The usually-jovial Kuemper sat in his locker in the corner of the Wild dressing room after the game, staring forward with a look of bewilderment.
"That one stung a bit," Kuemper said Wednesday. "To be up 3-0 and then to end up losing, it didn't feel good. It wasn't a happy feeling. You've just got to come back the next day and have a good practice and get ready for tomorrow."
Kuemper's attitude could be the biggest factor in handling the pressure of being an NHL goaltender. The Wild don't worry about Kuemper, who has been thrust into the spotlight as the top goaltender on a playoff team.
His personality gives them confidence and helps him ride the ebbs and flows of a season and Minnesota coach Mike Yeo said he's coming right back with Kuemper in net on Thursday.
"You can see he's kind of a water-off-the-ducks-back kind of guy and that's a real compliment to him," Yeo said. "He's been able to show that when things have not gone well, but he's also been able to show that when things have gone well and he hasn't let that affect his focus or preparation. That's what you're looking for in a goalie."
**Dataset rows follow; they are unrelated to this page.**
//! ember_diagnostics: Diagnostic messages and error reporting infrastructure.
//!
//! Every user-facing error the front-end can produce is declared once in
//! [`messages`] as a [`DiagnosticMessage`] template. Reporting an error never
//! aborts: the caller records it in a [`DiagnosticCollection`] and keeps going
//! with a sentinel value.

use ember_core::text::TextSpan;
use serde::Serialize;
use std::fmt;

/// The pipeline stage that produced a diagnostic.
#[derive(Debug, Clone, Copy, PartialEq, Eq, Hash, Serialize)]
#[serde(rename_all = "SCREAMING_SNAKE_CASE")]
pub enum Stage {
    Binder,
    Packager,
}

impl fmt::Display for Stage {
    fn fmt(&self, f: &mut fmt::Formatter<'_>) -> fmt::Result {
        match self {
            Stage::Binder => write!(f, "BINDER"),
            Stage::Packager => write!(f, "PACKAGER"),
        }
    }
}

macro_rules! error_kinds {
    ($($name:ident = $code:expr,)*) => {
        /// Stable classification of every diagnostic. The numeric code never
        /// changes once assigned.
        #[derive(Debug, Clone, Copy, PartialEq, Eq, Hash, Serialize)]
        pub enum ErrorKind {
            $($name,)*
        }

        impl ErrorKind {
            /// Every kind, in code order.
            pub const ALL: &'static [ErrorKind] = &[$(ErrorKind::$name,)*];

            pub fn code(self) -> u32 {
                match self {
                    $(ErrorKind::$name => $code,)*
                }
            }

            pub fn name(self) -> &'static str {
                match self {
                    $(ErrorKind::$name => stringify!($name),)*
                }
            }
        }
    };
}

error_kinds! {
    // Name resolution
    UnknownDataType = 1001,
    UnknownClass = 1002,
    UnknownStruct = 1003,
    UnknownField = 1004,
    UnknownPackage = 1005,
    UndefinedVariableReference = 1006,
    UndefinedFunctionCall = 1007,
    TypeFunctionDoesNotExist = 1008,
    InvalidClassAccess = 1009,

    // Declarations
    DuplicateParameter = 1101,
    DuplicateFunction = 1102,
    DuplicateVariableDeclaration = 1103,
    DuplicatePackageImport = 1104,
    DuplicateField = 1105,
    DuplicateEnumValue = 1106,
    IllegalFunctionSignature = 1107,
    IllegalVariableDeclaration = 1108,

    // Arity and signatures
    BadNumberOfParameters = 1201,
    TooManyStructParameters = 1202,
    IncorrectTypeFunctionCall = 1203,
    InvalidNumberOfSubtypes = 1204,

    // Types and conversions
    ConversionError = 1301,
    ExplicitConversionError = 1302,
    UnaryOperatorTypeError = 1303,
    BinaryOperatorTypeError = 1304,
    TernaryOperatorTypeError = 1305,
    UnexpectedNonIntegerValue = 1306,
    UnexpectedNonArrayValue = 1307,
    UnexpectedNonPointerValue = 1308,
    VoidReturn = 1309,

    // Placement
    InvalidExternalFunctionPlacement = 1401,
    IllegalNestedClasses = 1402,
    InvalidStatementPlacement = 1403,
    UnexpectedExpressionStatement = 1404,
    OutsideReturn = 1405,
    OutsideBreak = 1406,
    OutsideContinue = 1407,
    OutsideConstructorCall = 1408,
    OutsideThis = 1409,

    // Access
    FunctionAccessViolation = 1501,
    IllegalConstructorCall = 1502,
}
Kuemper wasn't always so easy-going. He said when he started in juniors for the Red Deer Rebels, the team had a sports psychologist that worked with the players. Kuemper credits his even-keel personality and making it to the NHL for his work with the psychologist back then.
Unlike many goaltenders, there are no superstitions that override Kuemper's game-day preparation. Instead of being focused and closed off in getting ready for games, Kuemper is approachable and still participates in activities with teammates.
"A lot of people say I'm pretty normal for a goalie, but I think a lot of that is from him," Kuemper said. "He would say things like, 'If you nap for an hour, 45, instead of two hours, does that change what kind of goalie you are?' You know? When you kind of hear it and work with someone like that, a lot of that makes a lot of sense. Then you just kind of learn to go with the flow."
Haula has become friends with Kuemper with the two playing together first as teammates in Iowa and now in Minnesota.
"I think he's been through the process, and he knows himself and what he needs to do and kind of what helps him out in the tough situations and in the good situations," Haula said.
There's another reason Kuemper is able to overcome the highs and lows of being an NHL goaltender, and one trait that falls more in line with other goaltenders.
"Not in a disrespectful way at all, but he's pretty cocky," Parise said. "He's got that swagger about him where even if he does have a bad game or he lets in a couple he feels he should have gotten, he still comes to practice the next day and is still loud and yelling at guys on the ice if they don't score. So he doesn't really divert from that type of attitude, which for him I think it works, it helps."